* [DATA LISTING]
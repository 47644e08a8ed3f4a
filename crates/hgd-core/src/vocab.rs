//! Word and label interning.
//!
//! Terminal words and nonterminal labels share one id space. Labels are
//! interned by their bare name (`X`, not `[X]`).

use std::collections::HashMap;
use std::sync::{Arc, RwLock};

pub type WordId = u32;

pub const START_MARKER: &str = "<s>";
pub const END_MARKER: &str = "</s>";

/// Thread-safe string interner.
///
/// Lookups take a read lock; only unseen strings take the write lock.
#[derive(Debug, Default)]
pub struct Vocabulary {
    inner: RwLock<Interner>,
}

#[derive(Debug, Default)]
struct Interner {
    ids: HashMap<Arc<str>, WordId>,
    words: Vec<Arc<str>>,
}

impl Vocabulary {
    pub fn new() -> Self {
        let vocab = Self::default();
        vocab.id(START_MARKER);
        vocab.id(END_MARKER);
        vocab
    }

    /// Id of `word`, interning it on first sight.
    pub fn id(&self, word: &str) -> WordId {
        if let Some(id) = self.get(word) {
            return id;
        }
        let mut inner = self.inner.write().unwrap_or_else(|e| e.into_inner());
        if let Some(&id) = inner.ids.get(word) {
            return id;
        }
        let id = inner.words.len() as WordId;
        let key: Arc<str> = Arc::from(word);
        inner.words.push(Arc::clone(&key));
        inner.ids.insert(key, id);
        id
    }

    /// Id of `word` if it was interned before.
    pub fn get(&self, word: &str) -> Option<WordId> {
        let inner = self.inner.read().unwrap_or_else(|e| e.into_inner());
        inner.ids.get(word).copied()
    }

    pub fn word(&self, id: WordId) -> Option<Arc<str>> {
        let inner = self.inner.read().unwrap_or_else(|e| e.into_inner());
        inner.words.get(id as usize).cloned()
    }

    /// Space-joined surface form of `ids`. Unknown ids render as `<unk:N>`.
    pub fn words(&self, ids: &[WordId]) -> String {
        let inner = self.inner.read().unwrap_or_else(|e| e.into_inner());
        let mut out = String::new();
        for (i, &id) in ids.iter().enumerate() {
            if i > 0 {
                out.push(' ');
            }
            match inner.words.get(id as usize) {
                Some(w) => out.push_str(w),
                None => out.push_str(&format!("<unk:{id}>")),
            }
        }
        out
    }

    pub fn start_marker(&self) -> WordId {
        self.id(START_MARKER)
    }

    pub fn end_marker(&self) -> WordId {
        self.id(END_MARKER)
    }

    pub fn is_marker(&self, id: WordId) -> bool {
        id == self.start_marker() || id == self.end_marker()
    }

    pub fn len(&self) -> usize {
        self.inner.read().unwrap_or_else(|e| e.into_inner()).words.len()
    }

    pub fn is_empty(&self) -> bool {
        self.len() == 0
    }
}
use std::collections::HashMap;

use crate::settings::LmSettings;
use crate::vocab::{Vocabulary, WordId};

use super::{LanguageModel, LmError};

#[derive(Debug, Clone, Copy)]
struct Entry {
    logprob: f32,
    backoff: f32,
}

/// Backoff n-gram table held in memory.
///
/// Unseen n-grams back off to shorter histories; an unseen unigram scores
/// `unknown_logprob`.
#[derive(Debug, Clone)]
pub struct MemoryLm {
    order: usize,
    unknown_logprob: f32,
    entries: HashMap<Vec<WordId>, Entry>,
}

impl MemoryLm {
    pub fn new(order: usize, unknown_logprob: f32) -> Self {
        Self {
            order: order.max(1),
            unknown_logprob,
            entries: HashMap::new(),
        }
    }

    /// An empty table whose unseen unigrams score `settings.unknown_logprob`.
    pub fn from_settings(order: usize, settings: &LmSettings) -> Self {
        Self::new(order, settings.unknown_logprob)
    }

    pub fn add(&mut self, ngram: &[WordId], logprob: f32, backoff: f32) {
        self.entries
            .insert(ngram.to_vec(), Entry { logprob, backoff });
    }

    /// Convenience for whitespace-separated n-grams.
    pub fn add_words(&mut self, vocab: &Vocabulary, ngram: &str, logprob: f32, backoff: f32) {
        let ids: Vec<WordId> = ngram.split_whitespace().map(|w| vocab.id(w)).collect();
        self.add(&ids, logprob, backoff);
    }

    fn lookup(&self, ngram: &[WordId]) -> f32 {
        if let Some(e) = self.entries.get(ngram) {
            return e.logprob;
        }
        if ngram.len() == 1 {
            return self.unknown_logprob;
        }
        let history = &ngram[..ngram.len() - 1];
        let backoff = self.entries.get(history).map(|e| e.backoff).unwrap_or(0.0);
        backoff + self.lookup(&ngram[1..])
    }
}

impl LanguageModel for MemoryLm {
    fn order(&self) -> usize {
        self.order
    }

    fn logprob(&self, ngram: &[WordId]) -> Result<f32, LmError> {
        if ngram.is_empty() {
            return Err(LmError::EmptyNgram);
        }
        if ngram.len() > self.order {
            return Err(LmError::TooLong {
                len: ngram.len(),
                order: self.order,
            });
        }
        Ok(self.lookup(ngram))
    }
}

* [EXERCISE]
From the first line to the last, transcribe the listing exactly.

* [SOLVED EXERCISE]
repository 47644e08a8ed3f4a
filename crates/hgd-core/src/vocab.rs
//! Word and label interning.
//!
//! Terminal words and nonterminal labels share one id space. Labels are
//! interned by their bare name (`X`, not `[X]`).

use std::collections::HashMap;
use std::sync::{Arc, RwLock};

pub type WordId = u32;

pub const START_MARKER: &str = "<s>";
pub const END_MARKER: &str = "</s>";

/// Thread-safe string interner.
///
/// Lookups take a read lock; only unseen strings take the write lock.
#[derive(Debug, Default)]
pub struct Vocabulary {
    inner: RwLock<Interner>,
}

#[derive(Debug, Default)]
struct Interner {
    ids: HashMap<Arc<str>, WordId>,
    words: Vec<Arc<str>>,
}

impl Vocabulary {
    pub fn new() -> Self {
        let vocab = Self::default();
        vocab.id(START_MARKER);
        vocab.id(END_MARKER);
        vocab
    }

    /// Id of `word`, interning it on first sight.
    pub fn id(&self, word: &str) -> WordId {
        if let Some(id) = self.get(word) {
            return id;
        }
        let mut inner = self.inner.write().unwrap_or_else(|e| e.into_inner());
        if let Some(&id) = inner.ids.get(word) {
            return id;
        }
        let id = inner.words.len() as WordId;
        let key: Arc<str> = Arc::from(word);
        inner.words.push(Arc::clone(&key));
        inner.ids.insert(key, id);
        id
    }

    /// Id of `word` if it was interned before.
    pub fn get(&self, word: &str) -> Option<WordId> {
        let inner = self.inner.read().unwrap_or_else(|e| e.into_inner());
        inner.ids.get(word).copied()
    }

    pub fn word(&self, id: WordId) -> Option<Arc<str>> {
        let inner = self.inner.read().unwrap_or_else(|e| e.into_inner());
        inner.words.get(id as usize).cloned()
    }

    /// Space-joined surface form of `ids`. Unknown ids render as `<unk:N>`.
    pub fn words(&self, ids: &[WordId]) -> String {
        let inner = self.inner.read().unwrap_or_else(|e| e.into_inner());
        let mut out = String::new();
        for (i, &id) in ids.iter().enumerate() {
            if i > 0 {
                out.push(' ');
            }
            match inner.words.get(id as usize) {
                Some(w) => out.push_str(w),
                None => out.push_str(&format!("<unk:{id}>")),
            }
        }
        out
    }

    pub fn start_marker(&self) -> WordId {
        self.id(START_MARKER)
    }

    pub fn end_marker(&self) -> WordId {
        self.id(END_MARKER)
    }

    pub fn is_marker(&self, id: WordId) -> bool {
        id == self.start_marker() || id == self.end_marker()
    }

    pub fn len(&self) -> usize {
        self.inner.read().unwrap_or_else(|e| e.into_inner()).words.len()
    }

    pub fn is_empty(&self) -> bool {
        self.len() == 0
    }
}
use std::collections::HashMap;

use crate::settings::LmSettings;
use crate::vocab::{Vocabulary, WordId};

use super::{LanguageModel, LmError};

#[derive(Debug, Clone, Copy)]
struct Entry {
    logprob: f32,
    backoff: f32,
}

/// Backoff n-gram table held in memory.
///
/// Unseen n-grams back off to shorter histories; an unseen unigram scores
/// `unknown_logprob`.
#[derive(Debug, Clone)]
pub struct MemoryLm {
    order: usize,
    unknown_logprob: f32,
    entries: HashMap<Vec<WordId>, Entry>,
}

impl MemoryLm {
    pub fn new(order: usize, unknown_logprob: f32) -> Self {
        Self {
            order: order.max(1),
            unknown_logprob,
            entries: HashMap::new(),
        }
    }

    /// An empty table whose unseen unigrams score `settings.unknown_logprob`.
    pub fn from_settings(order: usize, settings: &LmSettings) -> Self {
        Self::new(order, settings.unknown_logprob)
    }

    pub fn add(&mut self, ngram: &[WordId], logprob: f32, backoff: f32) {
        self.entries
            .insert(ngram.to_vec(), Entry { logprob, backoff });
    }

    /// Convenience for whitespace-separated n-grams.
    pub fn add_words(&mut self, vocab: &Vocabulary, ngram: &str, logprob: f32, backoff: f32) {
        let ids: Vec<WordId> = ngram.split_whitespace().map(|w| vocab.id(w)).collect();
        self.add(&ids, logprob, backoff);
    }

    fn lookup(&self, ngram: &[WordId]) -> f32 {
        if let Some(e) = self.entries.get(ngram) {
            return e.logprob;
        }
        if ngram.len() == 1 {
            return self.unknown_logprob;
        }
        let history = &ngram[..ngram.len() - 1];
        let backoff = self.entries.get(history).map(|e| e.backoff).unwrap_or(0.0);
        backoff + self.lookup(&ngram[1..])
    }
}

impl LanguageModel for MemoryLm {
    fn order(&self) -> usize {
        self.order
    }

    fn logprob(&self, ngram: &[WordId]) -> Result<f32, LmError> {
        if ngram.is_empty() {
            return Err(LmError::EmptyNgram);
        }
        if ngram.len() > self.order {
            return Err(LmError::TooLong {
                len: ngram.len(),
                order: self.order,
            });
        }
        Ok(self.lookup(ngram))
    }
}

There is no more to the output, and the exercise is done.